One of the key issues in developing a computational approach to complex diseases is how to maximally extract disease-relevant information using integration of various 'omic' datasets derived from genomics, trancriptomics, proteomics, and metabolomics methods, and to apply extracted information to clinical settings [56]. Emerging multiple 'omics' resources and technologies are revolutionizing biomedical research. The systems approach assumes that the majority of biomolecules function through complex networks. Recent studies show that the data from multiple 'omic' sources is complementary to each other or mandatory to obtain system level understanding [57,58]. Currently, biological networks are normally used as a multi-omics data integration platform to capture the emergent properties in disease perturbed networks [59,60]. Therefore, the systems approach integrating multi-omics data using network heuristics will increase the reliability of discovering biomarkers and therapeutic targets for IC. Here, we briefly describe computational methods and tools that are likely to be of particular importance in identification of molecular targets and biomarker candidates.

Identification of Disease-Associated Molecules and Construction of Network Models

To identify disease-associated molecules, various types of feature selection procedures can be employed. In most cases, multiple hypotheses testing with false discovery rate control procedures are applied for various types of 'omics' data. In order to subgroup and select molecules with significant difference of measurement or large variability in subset of samples, a cluster analysis or discriminant analysis can be alternatively used. To translate the identified molecular signature into biologically meaningful hypotheses, functional enrichment analysis by Bioconductor [61], DAVID (Database for Annotation, Visualization and Integrated Discovery) and GSEA (gene set enrichment analysis) software can be used [62-64]. To identify a subset of molecules associated with diseases, several useful resources including Gendoo (gene, disease features ontology-based overview system), Genotator, and Metabolite Set Enrichment Analysis (MSEA) can be applied [65-67]. To construct a disease-perturbed network, several stand alone software and web-based tools can be useful, including: 1) integrative querying systems for interaction information (PSICQUIC [68]); 2) network modeling and analysis tools (STRING [69] and Cytoscape [70]); and pathway analysis (KEGG [71]). In addition to these instruments, other commercial tools such as GeneGo and Ingenuity Pathway Analysis (IPA) can be used to reconstruct a network, as well as identify significantly enriched pathways characterized by key network nodes.
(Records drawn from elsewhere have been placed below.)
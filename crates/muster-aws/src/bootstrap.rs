//! One-shot account importer.
//!
//! Walks the cloud hierarchy depth first (regions, VPCs, subnets, zones,
//! security groups, instances) and get-or-creates the matching local
//! entities. Every step is idempotent, so running the import twice against
//! unchanged cloud state changes nothing.

use crate::connection::ConnectionManager;
use crate::error::Result;
use crate::ipaddr::update_metadata;
use muster_inventory::{
    Inventory, Record, RegionRecord, SecurityGroupRecord, SubnetRecord, ZoneRecord,
};
use std::sync::Arc;

#[derive(Debug, Clone)]
pub struct BootstrapOptions {
    /// Insert region entities into this pool.
    pub pool: Option<String>,
    /// Import instances as well as locations.
    pub import_instances: bool,
}

impl Default for BootstrapOptions {
    fn default() -> Self {
        Self {
            pool: None,
            import_instances: true,
        }
    }
}

/// Entities created by one import run.
#[derive(Debug, Default, Clone, PartialEq, Eq)]
pub struct BootstrapReport {
    pub regions: usize,
    pub vpcs: usize,
    pub subnets: usize,
    pub zones: usize,
    pub security_groups: usize,
    pub instances: usize,
}

impl BootstrapReport {
    pub fn total(&self) -> usize {
        self.regions + self.vpcs + self.subnets + self.zones + self.security_groups + self.instances
    }
}

/// Local entity name for a cloud instance: the `Name` tag lowercased with
/// spaces replaced, falling back to the instance id.
fn instance_entity_name(instance: &crate::api::CloudInstance) -> String {
    instance
        .name_tag()
        .map(|name| name.to_lowercase().replace(' ', "_"))
        .unwrap_or_else(|| instance.instance_id.clone())
}

pub struct Bootstrap {
    ec2: Arc<ConnectionManager>,
    vpc: Arc<ConnectionManager>,
}

impl Bootstrap {
    pub fn new(ec2: Arc<ConnectionManager>, vpc: Arc<ConnectionManager>) -> Self {
        Self { ec2, vpc }
    }

    pub async fn run(
        &self,
        inventory: &mut Inventory,
        opts: &BootstrapOptions,
    ) -> Result<BootstrapReport> {
        let mut report = BootstrapReport::default();

        if let Some(pool) = &opts.pool {
            inventory.get_or_create(pool, Record::Pool)?;
        }

        let regions = self.ec2.api().list_regions().await?;
        for region in &regions {
            tracing::info!(region = %region.name, "importing region");
            if inventory.get(&region.name).is_none() {
                report.regions += 1;
            }
            inventory.get_or_create(
                &region.name,
                Record::Region(RegionRecord {
                    region: region.name.clone(),
                }),
            )?;

            // VPCs and the subnets inside them.
            for vpc in self.vpc.api().list_vpcs(&region.name).await? {
                if inventory.get(&vpc.vpc_id).is_none() {
                    report.vpcs += 1;
                }
                inventory.get_or_create(&vpc.vpc_id, Record::Vpc(Default::default()))?;
                self.vpc.record_vpc(inventory, &vpc.vpc_id, &vpc)?;
                inventory.insert(&region.name, &vpc.vpc_id)?;

                for subnet in self
                    .vpc
                    .api()
                    .list_subnets(&region.name, Some(&vpc.vpc_id), None)
                    .await?
                {
                    if inventory.get(&subnet.subnet_id).is_none() {
                        report.subnets += 1;
                    }
                    inventory.get_or_create(
                        &subnet.subnet_id,
                        Record::Subnet(SubnetRecord::default()),
                    )?;
                    self.vpc.record_subnet(inventory, &subnet.subnet_id, &subnet)?;
                    inventory.insert(&vpc.vpc_id, &subnet.subnet_id)?;
                }
            }

            // Availability zones, cross-linking the subnets they host.
            for zone in self.ec2.api().list_zones(&region.name).await? {
                if inventory.get(&zone.name).is_none() {
                    report.zones += 1;
                }
                inventory.get_or_create(
                    &zone.name,
                    Record::Zone(ZoneRecord {
                        placement: zone.name.clone(),
                    }),
                )?;
                inventory.insert(&region.name, &zone.name)?;

                for subnet in self
                    .vpc
                    .api()
                    .list_subnets(&region.name, None, Some(&zone.name))
                    .await?
                {
                    if inventory.get(&subnet.subnet_id).is_some() {
                        inventory.insert(&zone.name, &subnet.subnet_id)?;
                    }
                }
            }

            if let Some(pool) = &opts.pool {
                inventory.insert(pool, &region.name)?;
            }

            // Security groups, parented under their VPC when they have one.
            for group in self
                .vpc
                .api()
                .list_security_groups(&region.name, None)
                .await?
            {
                if inventory.get(&group.group_id).is_none() {
                    report.security_groups += 1;
                }
                inventory.get_or_create(
                    &group.group_id,
                    Record::SecurityGroup(SecurityGroupRecord::default()),
                )?;
                self.vpc
                    .record_security_group(inventory, &group.group_id, &group)?;
                let parent = group.vpc_id.as_deref().unwrap_or(&region.name);
                if inventory.get(parent).is_some() {
                    inventory.insert(parent, &group.group_id)?;
                }
            }

            if opts.import_instances {
                self.import_instances(inventory, &region.name, &mut report)
                    .await?;
            }
        }

        tracing::info!(created = report.total(), "bootstrap finished");
        Ok(report)
    }

    async fn import_instances(
        &self,
        inventory: &mut Inventory,
        region: &str,
        report: &mut BootstrapReport,
    ) -> Result<()> {
        for instance in self.ec2.api().list_instances(region).await? {
            // VPC instances belong to the VPC manager.
            let manager = if instance.vpc_id.is_some() && instance.subnet_id.is_some() {
                &self.vpc
            } else {
                &self.ec2
            };

            let name = instance_entity_name(&instance);
            tracing::debug!(%name, instance_id = %instance.instance_id, "importing instance");
            if inventory.get(&name).is_none() {
                report.instances += 1;
            }
            inventory.get_or_create(&name, Record::Instance(Box::default()))?;

            let placement = instance
                .subnet_id
                .clone()
                .or_else(|| instance.placement.clone());
            if let Some(parent) = placement {
                if inventory.get(&parent).is_some() {
                    inventory.insert(&parent, &name)?;
                }
            }

            for group_id in &instance.security_group_ids {
                if inventory.get(group_id).is_some() {
                    inventory.insert(group_id, &name)?;
                }
            }

            // Re-imports refresh the resource fields and IP metadata too.
            if inventory.instance(&name)?.manager.is_none() {
                manager.bind(inventory, &name)?;
            }
            manager.record_instance(inventory, &name, &instance)?;
            update_metadata(manager, inventory, &name).await?;
        }
        Ok(())
    }
}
Identification of Potential Molecular Targets and Indicators

Once network models are developed as described above, the network can be queried to select potential target molecules using two types of network analysis algorithms including 1) random walk algorithms and 2) master regulator analysis for prioritizing key molecules. The random walk approach has been applied to detecting disease genes related to a wide range of diseases [72,73]. Master regulator analysis is generally used to find a key transcription factor that has the largest number of targets using transcription factor-target and protein-protein interaction data [74,75].

CONCLUDING REMARKS

IC is a chronic bladder condition that significantly reduces quality of life of women and men. Diagnostic and treatment modalities, even subjective diagnostic tools, are largely unavailable. As described here, our attempts to perform a systematic review and to build a pooled database using existing public 'omics' data associated with IC revealed the significant limitations and challenges facing investigators in the field. IC is an understudied area because of limited research funding, lack of clear diagnostic criteria to stratify patients, the lack of established and well-curated biorepositories, and insufficient scientific interest by the translational scientific community. Computational approaches combined with high quality 'omics' data could provide new insights in the field and essential molecular details about regulatory mechanisms and perturbations leading to IC, an essentially required regulatory mechanism of IC, essential information if we are to offer improved diagnostic capability and treatment strategies for patients.